INPUT DATA:

++++++++++

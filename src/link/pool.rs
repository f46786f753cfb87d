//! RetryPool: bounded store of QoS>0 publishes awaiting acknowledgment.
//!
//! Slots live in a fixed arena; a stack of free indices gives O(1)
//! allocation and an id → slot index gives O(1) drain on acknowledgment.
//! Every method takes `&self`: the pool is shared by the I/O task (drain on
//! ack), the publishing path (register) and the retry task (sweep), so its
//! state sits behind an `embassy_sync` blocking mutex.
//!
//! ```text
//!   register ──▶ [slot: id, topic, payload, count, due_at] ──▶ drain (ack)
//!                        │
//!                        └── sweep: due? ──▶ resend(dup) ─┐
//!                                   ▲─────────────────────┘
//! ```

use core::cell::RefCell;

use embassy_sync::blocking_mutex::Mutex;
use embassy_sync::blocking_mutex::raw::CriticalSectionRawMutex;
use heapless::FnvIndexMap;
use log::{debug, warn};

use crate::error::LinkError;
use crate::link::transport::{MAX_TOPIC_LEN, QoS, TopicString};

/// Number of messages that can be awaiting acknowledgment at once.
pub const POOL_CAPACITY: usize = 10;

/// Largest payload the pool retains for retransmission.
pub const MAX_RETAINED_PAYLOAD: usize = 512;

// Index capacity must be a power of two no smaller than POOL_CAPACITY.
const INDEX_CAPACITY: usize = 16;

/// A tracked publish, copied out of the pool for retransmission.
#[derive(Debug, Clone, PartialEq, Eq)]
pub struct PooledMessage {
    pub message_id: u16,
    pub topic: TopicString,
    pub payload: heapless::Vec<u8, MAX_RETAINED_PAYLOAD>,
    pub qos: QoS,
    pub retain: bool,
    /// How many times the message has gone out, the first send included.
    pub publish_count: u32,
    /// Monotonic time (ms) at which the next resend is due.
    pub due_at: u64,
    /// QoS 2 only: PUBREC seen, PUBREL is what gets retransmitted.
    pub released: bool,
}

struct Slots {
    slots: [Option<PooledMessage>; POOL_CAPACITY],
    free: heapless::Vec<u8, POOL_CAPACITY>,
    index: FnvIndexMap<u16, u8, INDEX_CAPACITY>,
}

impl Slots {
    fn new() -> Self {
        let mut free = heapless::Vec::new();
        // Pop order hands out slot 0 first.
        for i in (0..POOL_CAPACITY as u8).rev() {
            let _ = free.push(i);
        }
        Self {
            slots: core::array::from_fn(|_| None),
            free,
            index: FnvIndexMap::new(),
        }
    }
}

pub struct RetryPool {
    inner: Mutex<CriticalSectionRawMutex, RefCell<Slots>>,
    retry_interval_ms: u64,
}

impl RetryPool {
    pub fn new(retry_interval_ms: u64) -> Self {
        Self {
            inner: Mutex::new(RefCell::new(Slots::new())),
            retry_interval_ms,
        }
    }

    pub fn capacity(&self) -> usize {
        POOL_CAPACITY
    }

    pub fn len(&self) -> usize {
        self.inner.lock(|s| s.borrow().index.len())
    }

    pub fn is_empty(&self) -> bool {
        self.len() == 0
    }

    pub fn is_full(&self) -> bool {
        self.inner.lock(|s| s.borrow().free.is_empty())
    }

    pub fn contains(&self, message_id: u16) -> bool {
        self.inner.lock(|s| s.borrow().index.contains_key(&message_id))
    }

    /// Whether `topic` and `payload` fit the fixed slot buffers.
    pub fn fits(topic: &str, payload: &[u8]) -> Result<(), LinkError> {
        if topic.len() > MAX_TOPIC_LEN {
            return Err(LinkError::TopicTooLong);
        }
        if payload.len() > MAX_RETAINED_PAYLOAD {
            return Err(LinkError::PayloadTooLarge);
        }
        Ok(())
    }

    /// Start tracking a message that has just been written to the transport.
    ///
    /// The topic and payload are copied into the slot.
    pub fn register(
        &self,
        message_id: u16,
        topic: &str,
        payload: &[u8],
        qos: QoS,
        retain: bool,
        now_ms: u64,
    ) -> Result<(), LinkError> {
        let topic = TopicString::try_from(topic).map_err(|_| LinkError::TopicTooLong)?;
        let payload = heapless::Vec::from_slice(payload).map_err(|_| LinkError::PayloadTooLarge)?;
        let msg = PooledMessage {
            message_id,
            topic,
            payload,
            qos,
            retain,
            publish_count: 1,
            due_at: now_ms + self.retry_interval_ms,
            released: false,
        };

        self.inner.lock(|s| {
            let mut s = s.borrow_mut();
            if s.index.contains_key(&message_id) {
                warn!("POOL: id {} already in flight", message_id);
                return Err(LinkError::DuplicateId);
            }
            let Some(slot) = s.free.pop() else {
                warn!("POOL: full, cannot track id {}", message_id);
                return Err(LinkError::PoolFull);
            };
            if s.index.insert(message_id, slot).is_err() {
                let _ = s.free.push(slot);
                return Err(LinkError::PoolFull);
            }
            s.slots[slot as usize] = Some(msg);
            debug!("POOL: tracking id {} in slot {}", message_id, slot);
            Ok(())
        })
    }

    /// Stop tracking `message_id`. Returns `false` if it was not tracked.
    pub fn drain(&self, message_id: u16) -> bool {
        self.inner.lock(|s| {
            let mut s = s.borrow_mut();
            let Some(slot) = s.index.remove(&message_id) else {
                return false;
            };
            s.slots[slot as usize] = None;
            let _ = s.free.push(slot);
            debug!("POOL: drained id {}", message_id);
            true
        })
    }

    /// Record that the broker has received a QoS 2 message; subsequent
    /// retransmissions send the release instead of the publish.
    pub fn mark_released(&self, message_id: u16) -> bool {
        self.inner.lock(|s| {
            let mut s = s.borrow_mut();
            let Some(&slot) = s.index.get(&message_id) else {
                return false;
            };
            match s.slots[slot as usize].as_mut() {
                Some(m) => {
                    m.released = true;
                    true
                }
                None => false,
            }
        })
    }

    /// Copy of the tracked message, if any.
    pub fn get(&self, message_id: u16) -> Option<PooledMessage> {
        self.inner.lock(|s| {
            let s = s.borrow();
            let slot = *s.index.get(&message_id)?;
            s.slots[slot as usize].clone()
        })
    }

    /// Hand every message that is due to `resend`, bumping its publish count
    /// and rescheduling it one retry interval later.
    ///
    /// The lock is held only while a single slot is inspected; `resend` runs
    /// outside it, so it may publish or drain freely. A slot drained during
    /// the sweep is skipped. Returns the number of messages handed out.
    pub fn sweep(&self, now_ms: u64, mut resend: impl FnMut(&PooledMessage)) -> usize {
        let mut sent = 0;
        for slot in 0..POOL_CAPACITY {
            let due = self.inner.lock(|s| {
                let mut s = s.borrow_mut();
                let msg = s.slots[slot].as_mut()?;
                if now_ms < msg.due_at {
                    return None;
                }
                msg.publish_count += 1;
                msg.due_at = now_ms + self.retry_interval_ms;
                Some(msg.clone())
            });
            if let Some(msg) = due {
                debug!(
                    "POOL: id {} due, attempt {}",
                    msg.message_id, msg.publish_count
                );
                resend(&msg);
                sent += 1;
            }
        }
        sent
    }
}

++++++++++

WORK TASK:
All lines above that contain "Option" are required in the answer.

EXERCISE SOLUTION:
    slots: [Option<PooledMessage>; POOL_CAPACITY],
    pub fn get(&self, message_id: u16) -> Option<PooledMessage> {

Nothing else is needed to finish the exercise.